The Gut Doctor: Functional Medicine Practitioner Dr. Sonza Curtis Gets Into The Belly of Good Health

The Gut Doctor: Functional medicine practitioner Dr. Sonza Curtis steps into the belly of good health

To consumers who take their health for granted or prioritize weight loss goals over conscious nutrition, Dr. Sonza Curtis, ND, PAC, IFMCP, functional medicine specialist based in Atlanta, GA, known under the name “The Gut Doctor,” advises considering the first three letters of the word “diet.”

The effect of eating habits on the brain and the gut-brain connection is what propelled Curtis into the world of medicine.

According to Harvard Health Publishing, brain function depends on high-quality foods rich in vitamins, minerals, and antioxidants that serve to nourish and prevent oxidative stress.

Foods high in refined sugars not only cause oxidative stress, but can also promote inflammation and worsen existing mental health issues like depression and anxiety.

The gut is the root of all health

Stress and anxiety can affect the movement and contractions of the gastrointestinal tract. When stress is chronic, it results in gastrointestinal and health issues.

Curtis’ understanding of the links between good health and wellness comes from his grandmother and great-grandmother who were herbalists.

Curtis knew medicine was his calling after his father died prematurely at age 50 from a heart attack and his grandmother fell ill.

Later in life, Curtis’ knowledge came in handy when his daughter was diagnosed with Hashimoto’s disease. The autoimmune disease affects the thyroid gland, which releases hormones that help regulate many bodily functions.

A battery of tests carried out showed that her daughter was sensitive to gluten and dairy products. The first step in his recovery was to remove these foods from his diet. These changes helped send his autoimmune disease into remission.

Certified by the Institute of Functional Medicine, Curtis has successfully helped many other patients find the root cause of their problems. She founded Three D Wellness, a full-service functional medicine practice staffed by dedicated and experienced practitioners who believe in working with patients to maintain and improve their overall health. She also co-authored “No More Band-Aids 2.0: Finding Answers in a Broken Medical System”, a book about finding the root cause of a problem instead of covering it up.

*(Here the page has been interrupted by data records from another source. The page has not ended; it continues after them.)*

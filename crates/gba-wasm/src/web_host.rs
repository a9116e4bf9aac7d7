use crate::mgba::{Mgba, js_create_mgba};
use gba_boot::prelude::*;
use wasm_bindgen::closure::Closure;
use wasm_bindgen::{JsCast, JsValue};
use wasm_bindgen_futures::JsFuture;
use web_sys::{Blob, File, HtmlCanvasElement, Response};

/// The page itself: DOM lookups, `fetch`, and the mGBA module.
pub struct WebHost {
    window: Option<web_sys::Window>,
}

impl WebHost {
    pub fn new() -> Self {
        Self {
            window: web_sys::window(),
        }
    }

    fn window(&self) -> Result<&web_sys::Window, BootError> {
        self.window
            .as_ref()
            .ok_or_else(|| BootError::Fetch("no global `window`".into()))
    }
}

impl BootHost for WebHost {
    type Surface = HtmlCanvasElement;
    type Rom = Blob;
    type Module = Mgba;

    fn find_surface(&self, id: &str) -> Option<HtmlCanvasElement> {
        // An element with the id that isn't a canvas is as good as none
        self.window
            .as_ref()?
            .document()?
            .get_element_by_id(id)?
            .dyn_into()
            .ok()
    }

    async fn fetch_rom(&self, url: &str) -> Result<Blob, BootError> {
        let response = JsFuture::from(self.window()?.fetch_with_str(url))
            .await
            .map_err(|err| BootError::Fetch(describe(&err)))?;
        let response: Response = response
            .dyn_into()
            .map_err(|_| BootError::Fetch("fetch did not resolve to a Response".into()))?;

        if !response.ok() {
            return Err(BootError::Fetch(format!(
                "HTTP {} {} for {}",
                response.status(),
                response.status_text(),
                url
            )));
        }

        let body = response
            .blob()
            .map_err(|err| BootError::Fetch(describe(&err)))?;
        let blob = JsFuture::from(body)
            .await
            .map_err(|err| BootError::Fetch(describe(&err)))?;
        log::debug!("fetched {} ({} bytes)", url, blob.unchecked_ref::<Blob>().size());
        Ok(blob.unchecked_into())
    }

    async fn create_module(&self, canvas: HtmlCanvasElement) -> Result<Mgba, BootError> {
        let options = js_sys::Object::new();
        js_sys::Reflect::set(&options, &"canvas".into(), &canvas)
            .map_err(|err| BootError::ModuleInit(describe(&err)))?;

        let module = js_create_mgba(options.into())
            .await
            .map_err(|err| BootError::ModuleInit(describe(&err)))?;
        Ok(module.unchecked_into())
    }
}

impl EmulatorModule for Mgba {
    type Rom = Blob;

    async fn fs_init(&self) -> Result<(), BootError> {
        self.js_fs_init()
            .await
            .map(|_| ())
            .map_err(|err| BootError::ModuleInit(format!("FSInit: {}", describe(&err))))
    }

    fn upload_rom(&self, rom: Blob, file_name: &str, done: UploadDone) -> Result<(), BootError> {
        let parts = js_sys::Array::of1(&rom);
        let file = File::new_with_blob_sequence(&parts, file_name)
            .map_err(|err| BootError::Upload(describe(&err)))?;

        // Frees itself once the module calls it
        let callback = Closure::once_into_js(move || done());
        self.js_upload_rom(&file, &callback)
            .map_err(|err| BootError::Upload(describe(&err)))
    }

    async fn fs_sync(&self) -> Result<(), BootError> {
        self.js_fs_sync()
            .await
            .map(|_| ())
            .map_err(|err| BootError::Sync(describe(&err)))
    }

    fn load_game(&self, path: &str) -> bool {
        self.js_load_game(path)
    }
}

fn describe(value: &JsValue) -> String {
    if let Some(err) = value.dyn_ref::<js_sys::Error>() {
        return String::from(err.message());
    }
    value.as_string().unwrap_or_else(|| format!("{:?}", value))
}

Many of her patients come to her with thyroid issues, lupus, and premenstrual dysphoric disorder, a debilitating extension of PMS that can damage relationships and self-image, among other things.

Curtis works with patients to develop individualized plans to improve mind, body, and spirit to get their diet and sleep cycles back on track by removing inflammatory foods from their diets and introducing them to stress management techniques.

Focus on functional medicine

Through functional medicine, Curtis combines allopathic and natural medicine training to treat the whole person and help balance their overall health. It starts with a complete blood test. Vitamin D levels, for example, are tested every three months, for lower levels, and for hormonal disorders every 6-8 weeks.

“When you feel better, you’ll do better,” Curtis said. “The body speaks to us [and it’s up to us to] Listen.”

Like a good therapist, Curtis brings insight to his patients, but the decision to stick with their new healthy lifestyle is up to them.

“It’s not just me telling them, ‘Don’t do this, don’t do that,'” explained Curtis, who compared patient wellness journeys to a GPS system. “When you go down, it’s a rerouting. If you fall off your horse, it’s your choice. How do you want to keep feeling?

Gratitude and Healing

After preparing a plan for the mind and body to deal with stress, the mind comes next.

“I tell my patients to spend five minutes in the morning reciting three things they are grateful for and again in the evening,” Curtis said, adding that it changes every 72 hours. These range from gainful employment to gratitude to family.

“Gratitude increases dopamine production in the brain, decreasing inflammation at the cellular level,” she said.

She also encourages her patients to look at both sides of the coin before becoming upset over perceived misfortune.

“I try to make them understand that we have a lot to be grateful for, and it worked.”

While people are more health-conscious in the age of COVID-19, many continue to struggle with lingering stress-related mental health issues.

“I’m sincere with my patients, I don’t make sweets,” said Curtis, who spends a good hour and a half getting to know his patients. “I will do it gently and use wisdom. Together, it takes a village to heal a community.